The other is in the full-on noir space, that few other than Raghavan can so strikingly embrace. Both movies, needless to add, hold you by the eyeballs.
2. Anurag Kashyap's Manmarziyaan (Eros Now) + Mukkabaaz (Zee 5)
No better testament that Kashyap, arguably among India's greatest filmmakers ever, is in top form - with a true-blue romance, on one hand, that doesn't give you the blues; and a chilling sports film, on the other, that brilliantly veers towards the heart of India's darkness. And what frickin' performances in both - arguably the year's best!
3. Shoojit Sircar's October (Amazon Prime)

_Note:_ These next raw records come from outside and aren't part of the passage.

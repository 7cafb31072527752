// File: pos-sync/src/local_state.rs
// Purpose: Application state persistence that announces every save

use serde_json::Value;
use std::sync::Arc;
use tokio::sync::broadcast;

use crate::error::StoreError;
use crate::queue::ChangeKind;
use crate::store::{KeyValueStore, APP_STATE_KEY};

/// Emitted after local state has been saved
#[derive(Debug, Clone, PartialEq)]
pub struct StateChanged {
    pub kind: ChangeKind,
    pub payload: Value,
}

/// Owner of the application's local snapshot
///
/// Saving writes the snapshot and then notifies subscribers, which is how
/// mutations reach the change queue.
pub struct LocalStateStore {
    store: Arc<dyn KeyValueStore>,
    key: String,
    tx: broadcast::Sender<StateChanged>,
}

impl LocalStateStore {
    pub fn new(store: Arc<dyn KeyValueStore>) -> Self {
        Self::with_key(store, APP_STATE_KEY)
    }

    pub fn with_key(store: Arc<dyn KeyValueStore>, key: impl Into<String>) -> Self {
        let (tx, _) = broadcast::channel(256);
        Self {
            store,
            key: key.into(),
            tx,
        }
    }

    /// Load the snapshot; absent or malformed state yields `None`
    pub async fn load(&self) -> Option<Value> {
        match self.store.get(&self.key).await {
            Ok(Some(raw)) => match serde_json::from_str(&raw) {
                Ok(value) => Some(value),
                Err(e) => {
                    tracing::warn!(error = %e, key = %self.key, "Stored application state is corrupted");
                    None
                }
            },
            Ok(None) => None,
            Err(e) => {
                tracing::warn!(error = %e, key = %self.key, "Failed to read application state");
                None
            }
        }
    }

    /// Save the full snapshot and announce it as a `full_sync` change
    pub async fn save(&self, snapshot: &Value) -> Result<(), StoreError> {
        self.save_as(ChangeKind::FullSync, snapshot).await
    }

    /// Save the snapshot, announcing it under `kind`
    pub async fn save_as(&self, kind: ChangeKind, snapshot: &Value) -> Result<(), StoreError> {
        let json = serde_json::to_string(snapshot).map_err(|source| StoreError::Encode {
            key: self.key.clone(),
            source,
        })?;
        self.store.set(&self.key, &json).await?;

        let _ = self.tx.send(StateChanged {
            kind,
            payload: snapshot.clone(),
        });
        Ok(())
    }

    pub fn subscribe(&self) -> broadcast::Receiver<StateChanged> {
        self.tx.subscribe()
    }
}

#[cfg(test)]
mod tests {
    use super::*;
    use crate::store::MemoryStore;
    use serde_json::json;

    #[tokio::test]
    async fn test_save_persists_then_notifies() {
        let store = Arc::new(MemoryStore::new());
        let state = LocalStateStore::new(store.clone());
        let mut rx = state.subscribe();

        let snapshot = json!({"inventory": [{"id": "i1", "qty": 3}]});
        state.save(&snapshot).await.unwrap();

        let event = rx.recv().await.unwrap();
        assert_eq!(event.kind, ChangeKind::FullSync);
        assert_eq!(event.payload, snapshot);
        assert_eq!(state.load().await, Some(snapshot));
    }

    #[tokio::test]
    async fn test_corrupted_state_loads_as_none() {
        let store = Arc::new(MemoryStore::new());
        store.set(APP_STATE_KEY, "{{{").await.unwrap();
        let state = LocalStateStore::new(store);
        assert_eq!(state.load().await, None);
    }
}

Keep your tissues handy. Cry your heart out in this absolutely soul-stirring, rare, non-cynical film, on unconditional love.
4. Lust Stories (Short films' anthology; Netflix)
Top filmmakers - Zoya Akhtar, Dibakar Banerjee, Karan Johar, Anurag Kashyap - for lack of a better word, celebrate lust, in different forms, with curiously diverse, yet classy content, that totally tops Bombay Talkies, a similar short films' anthology that was an ode to cinema.
5. Luv Ranjan's Sonu Ke Titu Ki Sweety (Amazon Prime) + Amit Sharma's Badhaai Ho (Hotstar)
Sonu Ke Titu Ki Sweety is a bro-mantic sex-comedy, a tough genre, that connoisseurs are usually unfair/unkind to.
And Badhaai Ho is a stellar family drama with more than a touch of lovely, earthy humour. Both are a hoot.
6. Amar Kaushik's Stree (Jio)
Superb genre-bender that seamlessly mixes horror with humour, to incredible effect, with fine text, and even finer sub-text. Sassy, and so, so stree(t) smart!
7. Rajkumar Gupta's Raid (Hotstar)
Crackling, mainstream thriller, set primarily inside a mansion, displaying Ajay Devgn kinda heroism, and based on a true-life story of an infamous Income Tax raid in 1981, Lucknow. In case you missed it at theatres, here's the raid-alert: catch it at the closest screen near you.
8. Shaad Ali's Soorma (Netflix)
A heart-breaking, real life story of Indian hockey's 'drag-flick wizard', Sandeep Singh - told subtly, portrayed sensitively by Bollywood's first sardar star, Diljit Dosanjh. Taapsee Pannu, never the one to disappoint, aids him well on the field. You get a rather under-rated sports film, that just never drags.
9. Anubhav Sinha's Mulk (Zee 5)
An urgent conversation more than just entertaining cinema, dealing with Hindu-Muslim 'polarisation' - a word that entered our lexicon only recently, and intends to partition us forever. Engaging, very exact, Mulk was by far the most important film of the year.
10. Sanjay Leela Bhansali's Padmaavat (Amazon Prime) + Rohit Shetty's Simmba (in theatres)
Actor Ranveer Singh started 2018 with a bang, playing the anti-hero Alauddin Khilji in Padmaavat, like a beast. He ended the year with the proverbial roar as Simmba, playing a role that only '90s super-stars, up until now, convincingly could.
Pluck Singh out of either picture, and it won't work. At least Simmba won't. Clearly, it's been his year, through and through. Catch both movies, ideally back-to-back, and you'll agree.